Not exactly a gel cast, Knight thought, but it will have to do.
He stood with a grunt, but the pain was bearable. The makeshift splint would serve its purpose, to help take the weight off the ankle and distribute it to his calf. Limping, he moved to the doorway and took a peek outside. Nothing but the emerald sheen of ancient bones.
He slid silently from the doorway and rounded the side of the building that had provided his refuge. He peeked around the corner and saw a long, straight passage, what could only really be called a street, stretching straight away for a distance that looked greater than several football fields. Both sides of the street were lined by more buildings ranging in size and intricacy. There was no way to know the original purpose of the place, but the design, the craftsmanship, that went into each building was impressive, if not hauntingly beautiful.
After a quick listen, Knight whisked across the street, to the far side, where buildings rose up into the bone-covered stone wall. He hoped to find a tunnel that would take him out of this place and into the bright yellow light of day. Hell, even the dull filtered light of the jungle’s canopy-covered day would be an improvement. Even the humidity and heat of the jungle, which could not be found in the cool, dry caves, held greater appeal than the necropolis. It was the air that bothered him. He could feel the dusty air clogging his nose, dust created by the bones and bodies that were left to rot in this cave. He was breathing the dead.

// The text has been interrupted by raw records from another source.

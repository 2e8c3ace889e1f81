//! Global "price data last updated" marker
//!
//! A single timestamp records when the whole price dataset was last
//! refreshed, independent of any per-deck cache entry. Absent or malformed
//! markers render as nothing rather than failing.

use chrono::{DateTime, Utc};
use std::path::Path;

use super::price_cache::format_elapsed;

/// Human-readable age of the global price dataset. `None` in, `None` out.
pub fn format_static_price_age(updated_at: Option<DateTime<Utc>>) -> Option<String> {
    let ts = updated_at?;
    Some(format_elapsed(Utc::now().signed_duration_since(ts)))
}

/// Read the RFC 3339 marker file written by the price refresh job.
/// A missing or malformed file yields `None`.
pub fn read_static_price_timestamp(path: &Path) -> Option<DateTime<Utc>> {
    let content = std::fs::read_to_string(path).ok()?;
    match DateTime::parse_from_rfc3339(content.trim()) {
        Ok(ts) => Some(ts.with_timezone(&Utc)),
        Err(e) => {
            log::warn!("Ignoring malformed price timestamp marker: {}", e);
            None
        }
    }
}
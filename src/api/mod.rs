//! API client for the external card pricing service (Scryfall)

pub mod scryfall;

pub use scryfall::{ScryfallCard, ScryfallClient, ScryfallList, ScryfallPrices, SetPages};
//! Tests for the per-deck price cache.

use chrono::{Duration, Utc};
use tempfile::TempDir;

use super::{
    format_elapsed, CachedPriceData, PriceCache, CACHE_PREFIX, CACHE_SCHEMA_VERSION,
};

fn sample_cards() -> serde_json::Value {
    serde_json::json!([
        { "name": "Sol Ring", "usd": "1.25" },
        { "name": "Arcane Signet", "usd": "0.80" }
    ])
}

/// Plant an entry with a back-dated fetch timestamp.
fn backdate_entry(cache: &PriceCache, deck_id: &str, age: Duration) {
    let entry = CachedPriceData {
        version: CACHE_SCHEMA_VERSION,
        deck_id: deck_id.to_string(),
        cards: sample_cards(),
        fetched_at: Utc::now() - age,
    };
    assert!(cache.write_entry(&entry));
}

#[test]
fn set_then_get_round_trips_payload() {
    let dir = TempDir::new().unwrap();
    let cache = PriceCache::new(dir.path());

    assert!(cache.set("deck-1", sample_cards()));

    let entry = cache.get("deck-1").unwrap();
    assert_eq!(entry.deck_id, "deck-1");
    assert_eq!(entry.cards, sample_cards());
}

#[test]
fn set_overwrites_prior_entry() {
    let dir = TempDir::new().unwrap();
    let cache = PriceCache::new(dir.path());

    cache.set("deck-1", serde_json::json!({ "total": 10 }));
    cache.set("deck-1", serde_json::json!({ "total": 20 }));

    let entry = cache.get("deck-1").unwrap();
    assert_eq!(entry.cards["total"], 20);
}

#[test]
fn fresh_entry_has_near_zero_age_and_formats_just_now() {
    let dir = TempDir::new().unwrap();
    let cache = PriceCache::new(dir.path());

    cache.set("deck-1", sample_cards());

    let age = cache.age_days("deck-1").unwrap();
    assert!(age >= 0.0 && age < 0.001, "age was {age}");
    assert_eq!(cache.format_age("deck-1").as_deref(), Some("Just now"));
}

#[test]
fn missing_entry_yields_no_age_and_is_stale() {
    let dir = TempDir::new().unwrap();
    let cache = PriceCache::new(dir.path());

    assert!(cache.get("nope").is_none());
    assert!(cache.age_days("nope").is_none());
    assert!(cache.format_age("nope").is_none());
    assert!(cache.is_stale("nope"));
}

#[test]
fn staleness_boundary_is_exclusive_at_seven_days() {
    let dir = TempDir::new().unwrap();
    let cache = PriceCache::new(dir.path());

    // A hair under 7 days: fresh
    backdate_entry(&cache, "fresh", Duration::days(7) - Duration::minutes(1));
    assert!(!cache.is_stale("fresh"));

    // Past 7 days: stale
    backdate_entry(&cache, "old", Duration::days(7) + Duration::minutes(1));
    assert!(cache.is_stale("old"));

    backdate_entry(&cache, "ancient", Duration::days(30));
    assert!(cache.is_stale("ancient"));
}

#[test]
fn malformed_entry_reads_as_miss() {
    let dir = TempDir::new().unwrap();
    let cache = PriceCache::new(dir.path());

    let path = dir.path().join(format!("{}deck-1.json", CACHE_PREFIX));
    std::fs::write(&path, "{ not json !").unwrap();

    assert!(cache.get("deck-1").is_none());
    assert!(cache.is_stale("deck-1"));
}

#[test]
fn unknown_schema_version_reads_as_miss() {
    let dir = TempDir::new().unwrap();
    let cache = PriceCache::new(dir.path());

    let entry = CachedPriceData {
        version: CACHE_SCHEMA_VERSION + 1,
        deck_id: "deck-1".to_string(),
        cards: sample_cards(),
        fetched_at: Utc::now(),
    };
    let path = dir.path().join(format!("{}deck-1.json", CACHE_PREFIX));
    std::fs::write(&path, serde_json::to_string(&entry).unwrap()).unwrap();

    assert!(cache.get("deck-1").is_none());
}

#[test]
fn set_reports_failure_without_panicking() {
    let dir = TempDir::new().unwrap();
    // A cache rooted at a path that is a file, so writes fail
    let blocker = dir.path().join("blocker");
    std::fs::write(&blocker, "x").unwrap();
    let cache = PriceCache::new(&blocker);

    assert!(!cache.set("deck-1", sample_cards()));
}

#[test]
fn clear_all_removes_only_prefixed_files() {
    let dir = TempDir::new().unwrap();
    let cache = PriceCache::new(dir.path());

    cache.set("deck-1", sample_cards());
    cache.set("deck-2", sample_cards());
    let unrelated = dir.path().join("unrelated.json");
    std::fs::write(&unrelated, "{}").unwrap();

    assert_eq!(cache.clear_all(), 2);
    assert!(cache.get("deck-1").is_none());
    assert!(cache.get("deck-2").is_none());
    assert!(unrelated.exists());
}

#[test]
fn format_age_buckets() {
    let dir = TempDir::new().unwrap();
    let cache = PriceCache::new(dir.path());

    backdate_entry(&cache, "hours", Duration::minutes(90));
    assert_eq!(cache.format_age("hours").as_deref(), Some("1h ago"));

    backdate_entry(&cache, "one-day", Duration::hours(25));
    assert_eq!(cache.format_age("one-day").as_deref(), Some("1 day ago"));

    backdate_entry(&cache, "days", Duration::days(3));
    assert_eq!(cache.format_age("days").as_deref(), Some("3 days ago"));
}

#[test]
fn format_elapsed_buckets_directly() {
    assert_eq!(format_elapsed(Duration::minutes(5)), "Just now");
    assert_eq!(format_elapsed(Duration::minutes(59)), "Just now");
    assert_eq!(format_elapsed(Duration::minutes(90)), "1h ago");
    assert_eq!(format_elapsed(Duration::hours(23)), "23h ago");
    assert_eq!(format_elapsed(Duration::hours(24)), "1 day ago");
    assert_eq!(format_elapsed(Duration::hours(47)), "1 day ago");
    assert_eq!(format_elapsed(Duration::days(2)), "2 days ago");
}
//! Deck value and ROI arithmetic
//!
//! Thin consumer of the pricing core: sums fetched card prices and compares
//! the total against the deck's retail price.

use crate::api::ScryfallCard;

/// Aggregate market value of a deck's cards in USD.
/// Cards Scryfall has no price for contribute nothing.
pub fn deck_market_value(cards: &[ScryfallCard]) -> f64 {
    cards.iter().filter_map(|c| c.usd_value()).sum()
}

/// Retail price vs. market value for one deck
#[derive(Debug, Clone, PartialEq)]
pub struct RoiSummary {
    pub msrp: f64,
    pub market_value: f64,
}

impl RoiSummary {
    pub fn new(msrp: f64, market_value: f64) -> Self {
        Self { msrp, market_value }
    }

    /// Return on investment as a percentage of the retail price
    pub fn roi_percent(&self) -> f64 {
        if self.msrp <= 0.0 {
            return 0.0;
        }
        (self.market_value - self.msrp) / self.msrp * 100.0
    }

    /// Market value per retail dollar
    pub fn value_ratio(&self) -> f64 {
        if self.msrp <= 0.0 {
            return 0.0;
        }
        self.market_value / self.msrp
    }
}
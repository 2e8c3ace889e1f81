//! Commander Precon ROI - card pricing acquisition and caching
//!
//! Estimates the return on investment of MTG Commander preconstructed decks
//! by comparing retail price against the aggregate market value of the
//! deck's cards. The core is the pricing data layer: a retrying Scryfall
//! client, a request deduplicator, and a durable per-deck price cache.

pub mod api;
pub mod cache;
pub mod dedupe;
pub mod error;
pub mod roi;

// Re-export commonly used items
pub use api::{ScryfallCard, ScryfallClient};
pub use cache::{
    format_static_price_age, read_static_price_timestamp, CachedPriceData, PriceCache,
};
pub use dedupe::RequestDeduper;
pub use error::{PriceError, Result};
pub use roi::{deck_market_value, RoiSummary};
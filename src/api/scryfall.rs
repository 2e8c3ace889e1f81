//! Scryfall API client for card and price data
//!
//! Uses async reqwest for non-blocking HTTP requests. Every call is bounded
//! by a request timeout, and rate-limit responses (HTTP 429) are retried with
//! exponential backoff up to a fixed attempt ceiling. All failures leave the
//! client as one of the classified [`PriceError`] kinds.

use crate::error::{PriceError, Result};
use reqwest::StatusCode;
use serde::{Deserialize, Serialize};
use std::time::Duration;

/// Production Scryfall API base URL
pub const SCRYFALL_API: &str = "https://api.scryfall.com";

/// Deadline for a single network call
pub const REQUEST_TIMEOUT: Duration = Duration::from_secs(5);

/// Total attempts per call while rate limited (1 initial + 2 retries)
pub const MAX_ATTEMPTS: u32 = 3;

/// Initial backoff delay, doubled on each further attempt
pub const BACKOFF_BASE: Duration = Duration::from_millis(500);

const USER_AGENT: &str = "PreconROI/1.0";

/// Scryfall card response
#[derive(Debug, Deserialize, Serialize, Clone)]
pub struct ScryfallCard {
    pub id: String,
    pub name: String,
    pub set: String,
    #[serde(default)]
    pub set_name: String,
    #[serde(default)]
    pub collector_number: String,
    #[serde(default)]
    pub rarity: String,
    #[serde(default)]
    pub prices: ScryfallPrices,
}

#[derive(Debug, Deserialize, Serialize, Clone, Default)]
pub struct ScryfallPrices {
    pub usd: Option<String>,
    pub usd_foil: Option<String>,
    pub eur: Option<String>,
    pub eur_foil: Option<String>,
}

impl ScryfallCard {
    /// Market value in USD, falling back to the foil price for foil-only
    /// printings. `None` when Scryfall has no price for this printing.
    pub fn usd_value(&self) -> Option<f64> {
        self.prices
            .usd
            .as_deref()
            .or(self.prices.usd_foil.as_deref())
            .and_then(|p| p.parse().ok())
    }
}

/// One page of a paginated Scryfall list response
#[derive(Debug, Deserialize)]
pub struct ScryfallList {
    #[serde(default)]
    pub data: Vec<ScryfallCard>,
    #[serde(default)]
    pub has_more: bool,
    #[serde(default)]
    pub next_page: Option<String>,
    #[serde(default)]
    pub total_cards: Option<u64>,
}

/// Scryfall API error response body
#[derive(Debug, Deserialize)]
pub struct ScryfallApiError {
    pub status: u16,
    pub code: String,
    pub details: String,
}

/// Scryfall client with timeout and bounded rate-limit retry
#[derive(Debug, Clone)]
pub struct ScryfallClient {
    http: reqwest::Client,
    base_url: String,
    timeout: Duration,
    max_attempts: u32,
    backoff_base: Duration,
}

impl Default for ScryfallClient {
    fn default() -> Self {
        Self::new()
    }
}

impl ScryfallClient {
    pub fn new() -> Self {
        Self {
            http: reqwest::Client::new(),
            base_url: SCRYFALL_API.to_string(),
            timeout: REQUEST_TIMEOUT,
            max_attempts: MAX_ATTEMPTS,
            backoff_base: BACKOFF_BASE,
        }
    }

    /// Point the client at a different base URL (tests use a mock server)
    pub fn with_base_url(mut self, base_url: &str) -> Self {
        self.base_url = base_url.trim_end_matches('/').to_string();
        self
    }

    pub fn with_timeout(mut self, timeout: Duration) -> Self {
        self.timeout = timeout;
        self
    }

    pub fn with_backoff_base(mut self, backoff_base: Duration) -> Self {
        self.backoff_base = backoff_base;
        self
    }

    /// Look up cards by name or full Scryfall query syntax.
    /// Returns the first page of matches.
    pub async fn search_cards(&self, query: &str) -> Result<Vec<ScryfallCard>> {
        let url = format!(
            "{}/cards/search?q={}",
            self.base_url,
            urlencoding::encode(query)
        );
        let list = self.fetch_list(&url).await?;
        Ok(list.data)
    }

    /// Resolve exactly one card by name (fuzzy match), used by bulk import
    pub async fn get_card_by_name(&self, name: &str) -> Result<ScryfallCard> {
        let url = format!(
            "{}/cards/named?fuzzy={}",
            self.base_url,
            urlencoding::encode(name)
        );
        log::debug!("Fetching card from Scryfall: {}", name);

        let response = self.send_with_retry(&url).await?;
        Ok(response.json::<ScryfallCard>().await?)
    }

    /// Load every card in a set, in server-provided order.
    ///
    /// Pages are fetched strictly sequentially because the "more pages"
    /// signal is only known after the previous page returns. A rate-limit or
    /// timeout failure mid-pagination aborts the whole operation; no partial
    /// results are returned.
    pub async fn load_set_cards(&self, set_code: &str) -> Result<Vec<ScryfallCard>> {
        let mut pages = self.set_pages(set_code);
        let mut cards = Vec::new();
        while let Some(page) = pages.next_page().await {
            cards.extend(page?);
        }
        log::info!("Loaded {} cards for set {}", cards.len(), set_code);
        Ok(cards)
    }

    /// Lazy page sequence over a set listing. Callers that only need a
    /// prefix of the set can stop polling; [`Self::load_set_cards`] drains it.
    pub fn set_pages(&self, set_code: &str) -> SetPages<'_> {
        let query = format!("e:{}", set_code.to_lowercase());
        let first_url = format!(
            "{}/cards/search?order=set&unique=prints&q={}",
            self.base_url,
            urlencoding::encode(&query)
        );
        SetPages {
            client: self,
            next_url: Some(first_url),
        }
    }

    async fn fetch_list(&self, url: &str) -> Result<ScryfallList> {
        let response = self.send_with_retry(url).await?;
        Ok(response.json::<ScryfallList>().await?)
    }

    /// Single logical request: timeout-bounded, retried only on HTTP 429.
    ///
    /// A timeout is never retried; it surfaces immediately as
    /// [`PriceError::Timeout`] via the `From<reqwest::Error>` conversion.
    async fn send_with_retry(&self, url: &str) -> Result<reqwest::Response> {
        let mut attempt: u32 = 0;
        loop {
            attempt += 1;
            log::debug!("GET {} (attempt {}/{})", url, attempt, self.max_attempts);

            let response = self
                .http
                .get(url)
                .header("User-Agent", USER_AGENT)
                .timeout(self.timeout)
                .send()
                .await?;

            let status = response.status();
            if status == StatusCode::TOO_MANY_REQUESTS {
                if attempt >= self.max_attempts {
                    log::warn!("Scryfall still rate limited after {} attempts", attempt);
                    return Err(PriceError::RateLimitExceeded(status.as_u16()));
                }
                // Exponential backoff: base, base*2, base*4, ...
                let delay = self.backoff_base * 2u32.pow(attempt - 1);
                log::info!(
                    "Scryfall rate limited (attempt {}/{}), backing off {:?}",
                    attempt,
                    self.max_attempts,
                    delay
                );
                tokio::time::sleep(delay).await;
                continue;
            }
            if status == StatusCode::SERVICE_UNAVAILABLE {
                return Err(PriceError::ServiceUnavailable);
            }
            if !status.is_success() {
                return Err(classify_error_body(status, response).await);
            }
            return Ok(response);
        }
    }
}

/// Map a non-success response to a classified error, preferring Scryfall's
/// structured error body when it parses.
async fn classify_error_body(status: StatusCode, response: reqwest::Response) -> PriceError {
    match response.json::<ScryfallApiError>().await {
        Ok(body) => PriceError::ApiResponse {
            code: body.code,
            details: body.details,
        },
        Err(_) => PriceError::HttpStatus(status.as_u16()),
    }
}

/// Restartable page producer for a set listing
pub struct SetPages<'a> {
    client: &'a ScryfallClient,
    next_url: Option<String>,
}

impl SetPages<'_> {
    /// Fetch the next page, or `None` when the API signalled no more pages.
    /// A failed page leaves the sequence exhausted.
    pub async fn next_page(&mut self) -> Option<Result<Vec<ScryfallCard>>> {
        let url = self.next_url.take()?;
        match self.client.fetch_list(&url).await {
            Ok(list) => {
                if list.has_more {
                    self.next_url = list.next_page;
                }
                Some(Ok(list.data))
            }
            Err(e) => Some(Err(e)),
        }
    }
}

#[cfg(test)]
#[path = "scryfall_tests.rs"]
mod tests;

Doing his best to stay in the shadows, Knight moved as swiftly as possible on his injured leg, but the glowing green moss that covered every external surface filled the cavern with ambient light. If one of the creatures that lived in this cave happened to look in his direction, he would stand out like a black meteorite on an arctic ice shelf.
So it was, when he heard the steady slap of broad bare feet approaching from a side corridor, he ducked into the first dark tunnel he found. Before disappearing into the darkness he removed a bandanna from his pocket and wiped several bones clean of their green moss. He pocketed the glowing rag and moved away from the necropolis.
When the footfalls came closer he had no choice but to follow the tunnel. It ran straight for fifty feet, and as Knight covered the distance he hoped to find it turning upward, but it didn’t. It descended, deeper into the mountain. Deeper into the lair of the Nguoi Rung.